_Task:_
Your answer should hold every line of the records below that contains the string "textbox".

_Source material:_
//! Role resolution and the interactivity policy.
//!
//! An explicit `role` attribute always wins; otherwise the role is inferred
//! from the tag (and, for `input`, its `type`).

use super::raw::RawElement;

/// ARIA roles that mark an element as interactive.
const INTERACTIVE_ROLES: [&str; 16] = [
    "button",
    "link",
    "textbox",
    "checkbox",
    "radio",
    "combobox",
    "listbox",
    "menuitem",
    "menuitemcheckbox",
    "menuitemradio",
    "option",
    "switch",
    "tab",
    "searchbox",
    "slider",
    "spinbutton",
];

/// HTML tags that are interactive by default.
const INTERACTIVE_TAGS: [&str; 7] = [
    "a", "button", "input", "select", "textarea", "details", "summary",
];

/// Tags that participate in keyboard focus unless disabled.
const FOCUSABLE_TAGS: [&str; 5] = ["a", "button", "input", "select", "textarea"];

/// Resolve the semantic role of an element.
pub fn resolve_role(el: &RawElement) -> String {
    if let Some(explicit) = el.attr("role").filter(|r| !r.is_empty()) {
        return explicit.to_string();
    }

    let implicit = match el.tag.as_str() {
        "a" => {
            if el.attr("href").is_some() {
                "link"
            } else {
                "generic"
            }
        }
        "button" => "button",
        "input" => input_role(el.attr("type").unwrap_or("text")),
        "select" => "combobox",
        "textarea" => "textbox",
        "img" => "img",
        "nav" => "navigation",
        "main" => "main",
        "header" => "banner",
        "footer" => "contentinfo",
        "aside" => "complementary",
        "article" => "article",
        "section" => "region",
        "form" => "form",
        "table" => "table",
        "ul" | "ol" => "list",
        "li" => "listitem",
        "h1" | "h2" | "h3" | "h4" | "h5" | "h6" => "heading",
        _ => "generic",
    };
    implicit.to_string()
}

fn input_role(input_type: &str) -> &'static str {
    match input_type {
        "button" | "submit" | "reset" => "button",
        "checkbox" => "checkbox",
        "radio" => "radio",
        "search" => "searchbox",
        "number" => "spinbutton",
        "range" => "slider",
        // text, password, email, url, tel, and anything unrecognized
        _ => "textbox",
    }
}

/// Whether an element counts as interactive given its resolved role.
pub fn is_interactive(el: &RawElement, role: &str) -> bool {
    if INTERACTIVE_TAGS.contains(&el.tag.as_str()) {
        return true;
    }
    if INTERACTIVE_ROLES.contains(&role) {
        return true;
    }
    // Click-handler attribute, explicit tabindex (any value), or editable
    // content also make an element actionable.
    if el.attr("onclick").is_some() {
        return true;
    }
    if el.attr("tabindex").is_some() {
        return true;
    }
    el.is_content_editable()
}

/// Whether an element can receive keyboard focus.
pub fn is_focusable(el: &RawElement) -> bool {
    if let Some(tabindex) = el.attr("tabindex") {
        if tabindex.parse::<i32>().map(|i| i >= 0).unwrap_or(false) {
            return true;
        }
    }
    if FOCUSABLE_TAGS.contains(&el.tag.as_str()) {
        return !el.disabled.unwrap_or(false);
    }
    false
}

#[cfg(test)]
mod tests {
    use super::*;

    #[test]
    fn test_explicit_role_wins() {
        let el = RawElement::new("div").with_attr("role", "tab");
        assert_eq!(resolve_role(&el), "tab");
    }

    #[test]
    fn test_anchor_role_depends_on_href() {
        let link = RawElement::new("a").with_attr("href", "/home");
        let anchor = RawElement::new("a");
        assert_eq!(resolve_role(&link), "link");
        assert_eq!(resolve_role(&anchor), "generic");
    }

    #[test]
    fn test_input_roles() {
        for (ty, role) in [
            ("submit", "button"),
            ("checkbox", "checkbox"),
            ("radio", "radio"),
            ("search", "searchbox"),
            ("number", "spinbutton"),
            ("range", "slider"),
            ("password", "textbox"),
            ("color", "textbox"),
        ] {
            let el = RawElement::new("input").with_attr("type", ty);
            assert_eq!(resolve_role(&el), role, "input type {}", ty);
        }
        // Missing type behaves as text.
        assert_eq!(resolve_role(&RawElement::new("input")), "textbox");
    }

    #[test]
    fn test_landmark_roles() {
        for (tag, role) in [
            ("nav", "navigation"),
            ("header", "banner"),
            ("footer", "contentinfo"),
            ("aside", "complementary"),
            ("section", "region"),
            ("ul", "list"),
            ("li", "listitem"),
            ("h3", "heading"),
            ("div", "generic"),
        ] {
            assert_eq!(resolve_role(&RawElement::new(tag)), role, "tag {}", tag);
        }
    }

    #[test]
    fn test_interactive_by_tag_and_role() {
        let button = RawElement::new("button");
        assert!(is_interactive(&button, &resolve_role(&button)));

        let menuitem = RawElement::new("div").with_attr("role", "menuitem");
        assert!(is_interactive(&menuitem, "menuitem"));

        let plain = RawElement::new("div");
        assert!(!is_interactive(&plain, "generic"));
    }

    #[test]
    fn test_interactive_by_handler_tabindex_editable() {
        let onclick = RawElement::new("div").with_attr("onclick", "go()");
        assert!(is_interactive(&onclick, "generic"));

        // Any tabindex value counts, including negative ones.
        let tabbed = RawElement::new("div").with_attr("tabindex", "-1");
        assert!(is_interactive(&tabbed, "generic"));

        let editable = RawElement::new("div").with_attr("contenteditable", "");
        assert!(is_interactive(&editable, "generic"));

        let opted_out = RawElement::new("div").with_attr("contenteditable", "false");
        assert!(!is_interactive(&opted_out, "generic"));
    }

    #[test]
    fn test_focusable() {
        assert!(is_focusable(&RawElement::new("button")));
        assert!(is_focusable(&RawElement::new("div").with_attr("tabindex", "0")));
        assert!(!is_focusable(&RawElement::new("div").with_attr("tabindex", "-1")));
        assert!(!is_focusable(&RawElement::new("div")));

        let mut disabled = RawElement::new("input");
        disabled.disabled = Some(true);
        assert!(!is_focusable(&disabled));
    }
}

_Output of the task:_
    "textbox",
        "textarea" => "textbox",
        _ => "textbox",
            ("password", "textbox"),
            ("color", "textbox"),
        assert_eq!(resolve_role(&RawElement::new("input")), "textbox");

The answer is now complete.